Anger, the emotion we secretly enjoy.

What lies under the anger? © Norbert Buchholz | Dreamstime.comMy bride is fond of saying “Anger is a cover emotion”. By that, she means that people frequently use anger to cover other emotions they do not want to face. I confess I used to get upset (aka angry) with her when she said that – but I have come to see she is right.

Anger really does help us avoid other feelings we don’t like. Anger feels good, anger makes us feel powerful and in control. In contrast, things like guilt and sadness make us feel bad, make us feel out of control. Anger blames others, not self. That is why we would rather be angry – and it’s also why anger is so harmful to our marriages.

Realise that when I talk about anger I don’t just mean yelling, hitting, throwing things angry; I mean feeling anger no matter how we express it or hide it. Certainly, we can and should make good choices about how we express ourselves when we are angry, but keeping it under control does not mean it’s not hurting us and our marriage; neither does it mean the anger is the real emotion in play.

Are you using anger to make yourself feel better?
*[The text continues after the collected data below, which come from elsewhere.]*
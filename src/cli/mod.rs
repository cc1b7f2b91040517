pub mod app;

use tracing_subscriber::EnvFilter;

/// Logs go to stderr so `--json` output on stdout stays parseable
pub fn init_tracing() {
    tracing_subscriber::fmt()
        .with_env_filter(
            EnvFilter::try_from_default_env()
                .unwrap_or_else(|_| EnvFilter::new("playerdata_relocator=info")),
        )
        .with_writer(std::io::stderr)
        .init();
}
The next time you feel angry with your bride, ask yourself what is behind the anger. How do those feelings make you feel? What would it take to deal with the underlying feelings? How might your marriage improve if you dealt with what is under the anger?

Links may be monetised
Image Credit: © Norbert Buchholz |

Shop to give links page

3 Comments on “Anger, the emotion we secretly enjoy.

  1. So does that mean that God’s anger is really masking other emotions as well?
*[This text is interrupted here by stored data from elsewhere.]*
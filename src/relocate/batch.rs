use super::player::{Decision, PlayerRecord, decide};
use crate::core::{BackupError, BatchRequest, Result};
use crate::storage::{BackupSet, LocalStore, RecordStore, select_record_files};
use chrono::{Local, NaiveDateTime};
use serde::Serialize;
use std::path::{Path, PathBuf};
use tracing::{debug, error, info, info_span, warn};

// ============================================================================
// Per-file outcomes
// ============================================================================

#[derive(Debug, Clone, Copy, PartialEq, Eq, Serialize)]
#[serde(rename_all = "snake_case")]
pub enum FailureKind {
    /// Could not be read, decoded or lacks the relocated fields. Untouched.
    Unreadable,
    /// Backup could not be made. Untouched.
    BackupFailed,
    /// Backup exists but the rewrite failed; check the original by hand
    WriteFailed,
}

impl FailureKind {
    pub fn needs_manual_recovery(self) -> bool {
        matches!(self, Self::WriteFailed)
    }

    pub fn label(self) -> &'static str {
        match self {
            Self::Unreadable => "unreadable",
            Self::BackupFailed => "backup failed",
            Self::WriteFailed => "write failed",
        }
    }
}

#[derive(Debug, Clone, PartialEq, Serialize)]
pub struct FileFailure {
    pub path: PathBuf,
    pub kind: FailureKind,
    pub reason: String,
    /// Backup copy of the original, present only for write failures
    pub backup: Option<PathBuf>,
}

impl FileFailure {
    pub fn file_name(&self) -> String {
        file_label(&self.path)
    }
}

#[derive(Debug, Clone, PartialEq)]
pub enum FileOutcome {
    Relocated { backup: PathBuf },
    WouldRelocate,
    Ineligible { dimension: i32 },
    Failed(FileFailure),
}

// ============================================================================
// Batch result
// ============================================================================

#[derive(Debug, Clone, Default, PartialEq, Serialize)]
pub struct BatchResult {
    /// Candidate files found by name
    pub discovered: usize,
    /// Files rewritten, or that would be in a dry run
    pub relocated: usize,
    /// Records outside the target dimensions
    pub ineligible: usize,
    pub failures: Vec<FileFailure>,
    pub dry_run: bool,
    /// Set once at least one backup was made
    pub backup_dir: Option<PathBuf>,
}

impl BatchResult {
    fn new(discovered: usize, dry_run: bool) -> Self {
        Self {
            discovered,
            dry_run,
            ..Self::default()
        }
    }

    fn record(&mut self, outcome: FileOutcome) {
        match outcome {
            FileOutcome::Relocated { .. } | FileOutcome::WouldRelocate => self.relocated += 1,
            FileOutcome::Ineligible { .. } => self.ineligible += 1,
            FileOutcome::Failed(failure) => self.failures.push(failure),
        }
    }

    pub fn failed(&self) -> usize {
        self.failures.len()
    }

    /// Files not relocated, for any reason
    pub fn skipped(&self) -> usize {
        self.discovered - self.relocated
    }

    pub fn needs_manual_recovery(&self) -> impl Iterator<Item = &FileFailure> {
        self.failures
            .iter()
            .filter(|failure| failure.kind.needs_manual_recovery())
    }
}

// ============================================================================
// Runner
// ============================================================================

/// Drives every candidate file through decode, relocate, backup and write.
///
/// Per-file problems become [`FileOutcome::Failed`] entries; only a failure to
/// list the source folder aborts the run.
pub struct BatchRunner<'a, S: RecordStore = LocalStore> {
    request: &'a BatchRequest,
    store: S,
    backups: BackupSet,
}

impl<'a> BatchRunner<'a, LocalStore> {
    pub fn new(request: &'a BatchRequest, started: NaiveDateTime) -> Self {
        Self::with_store(request, started, LocalStore)
    }
}

impl<'a, S: RecordStore> BatchRunner<'a, S> {
    pub fn with_store(request: &'a BatchRequest, started: NaiveDateTime, store: S) -> Self {
        Self {
            request,
            store,
            backups: BackupSet::for_run(&request.backup_root(), started),
        }
    }

    pub fn backups(&self) -> &BackupSet {
        &self.backups
    }

    pub fn run(mut self) -> Result<BatchResult> {
        let request = self.request;
        let span = info_span!("relocate", source = %request.source_dir.display());
        let _guard = span.enter();

        info!(
            targets = ?request.targets,
            x = request.destination.x,
            y = request.destination.y,
            z = request.destination.z,
            dimension = request.destination.dimension,
            dry_run = request.dry_run,
            backup_dir = %self.backups.dir().display(),
            "Relocating players out of target dimensions"
        );

        let candidates = select_record_files(&request.source_dir)?;
        info!(count = candidates.len(), "Found player data files");

        let mut result = BatchResult::new(candidates.len(), request.dry_run);
        for path in &candidates {
            let outcome = self.process_file(path);
            result.record(outcome);
        }

        if self.backups.is_created() {
            result.backup_dir = Some(self.backups.dir().to_path_buf());
        }

        info!(
            discovered = result.discovered,
            relocated = result.relocated,
            ineligible = result.ineligible,
            failed = result.failed(),
            dry_run = result.dry_run,
            "Relocation finished"
        );
        Ok(result)
    }

    /// Runs one file to a terminal state. Never panics on bad input.
    pub fn process_file(&mut self, path: &Path) -> FileOutcome {
        let name = file_label(path);

        let original = match self.store.read(path) {
            Ok(bytes) => bytes,
            Err(e) => {
                let reason = format!("Unable to read player data: {}", e);
                return failure(path, FailureKind::Unreadable, reason, None);
            }
        };

        let record = match PlayerRecord::decode(&original) {
            Ok(record) => record,
            Err(e) => {
                return failure(
                    path,
                    FailureKind::Unreadable,
                    format!("Unable to decode player data: {}", e),
                    None,
                );
            }
        };

        let relocated = match decide(record, self.request) {
            Ok(Decision::Ineligible { dimension }) => {
                debug!(file = %name, dimension, "Not in a target dimension");
                return FileOutcome::Ineligible { dimension };
            }
            Ok(Decision::DryRun(_)) => {
                info!(file = %name, "Would relocate (dry run)");
                return FileOutcome::WouldRelocate;
            }
            Ok(Decision::Relocate(record)) => record,
            Err(e) => {
                return failure(
                    path,
                    FailureKind::Unreadable,
                    format!("Malformed player data: {}", e),
                    None,
                );
            }
        };

        let backup = match self.back_up(path, &original) {
            Ok(backup) => backup,
            Err(e) => {
                return failure(
                    path,
                    FailureKind::BackupFailed,
                    format!("Failed to make player data backup, skipping file: {}", e),
                    None,
                );
            }
        };

        let written = relocated
            .encode()
            .map_err(|e| format!("Failed to encode player data: {}", e))
            .and_then(|bytes| {
                self.store
                    .replace(path, &bytes)
                    .map_err(|e| format!("Failed to write player data: {}", e))
            });
        if let Err(reason) = written {
            return failure(path, FailureKind::WriteFailed, reason, Some(backup));
        }

        debug!(file = %name, backup = %backup.display(), "Relocated");
        FileOutcome::Relocated { backup }
    }

    fn back_up(&mut self, path: &Path, original: &[u8]) -> std::result::Result<PathBuf, BackupError> {
        self.backups.ensure_created()?;
        self.backups.store(path, original)
    }
}

fn failure(path: &Path, kind: FailureKind, reason: String, backup: Option<PathBuf>) -> FileOutcome {
    let name = file_label(path);
    if kind.needs_manual_recovery() {
        error!(
            file = %name,
            kind = kind.label(),
            backup = ?backup,
            "{}; restore from backup if the file is damaged",
            reason
        );
    } else {
        warn!(file = %name, kind = kind.label(), "{}", reason);
    }
    FileOutcome::Failed(FileFailure {
        path: path.to_path_buf(),
        kind,
        reason,
        backup,
    })
}

fn file_label(path: &Path) -> String {
    path.file_name()
        .map(|name| name.to_string_lossy().into_owned())
        .unwrap_or_else(|| path.display().to_string())
}

/// Validates `request` and relocates every eligible record under its source.
///
/// Configuration problems are returned before any file is opened.
pub fn run_batch(request: &BatchRequest) -> Result<BatchResult> {
    request.validate()?;
    BatchRunner::new(request, Local::now().naive_local()).run()
}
    While this MAY be true for some, or true for all some of the time, I suspect the reality is humans, made in the image of God, a God who does express anger can be angry without it having some other meaning.

    I tend to take the other view. Those trying to explain away anger saying it’s not really anger, or it’s masking or covering something else are denying the truth that there are things that legitimately anger our spouse, others and even God.

    If we can make anger illegitimate here on earth, how long until we consider God’s anger illegitimate?

    As you pointed out, be angry but do not sin is what scripture calls for. I doubt that anger is anything other than anger. Perhaps I’m mincing words here. I suspect that anger is mixed with other emotions such as fear, shame, sadness, grieving, disappointment or others to just name a few.

    But I think it’s a dangerous road to say that people, made in the image of a perfect God who can be angry are not really angry when they are angry. Because it leads to the thinking that God’s not really angry when He says He’s angry.

    Who are we to tell God He’s not really feeling that, and He must be covering some other emotional state?

  2. @Tony – I have modified what I said to “people frequently use anger to cover other emotions they don’t want to face” because you are right that humans can have anger that is not a cover. That said, in my experience it is the great minority of the time that human anger is righteous and justified.

    To use “made in the image of God” as an argument that we do or don’t do something is a very empty argument in my mind. God can’t sin, but we sin daily – so it’s hardly a stretch to say God’s anger is always righteous and ours usually is not.

    All that said, the final paragraph is still valid – we need to consider what is behind our anger – and we need to consider ALL that is behind our anger. If what is behind our anger is a mix of valid and selfish things, we do wrong to focus on the valid and ignore the selfish.

  3. I agree that anger is usually our response to other negative emotions. The anger is most often aimed at the one that “made us” feel.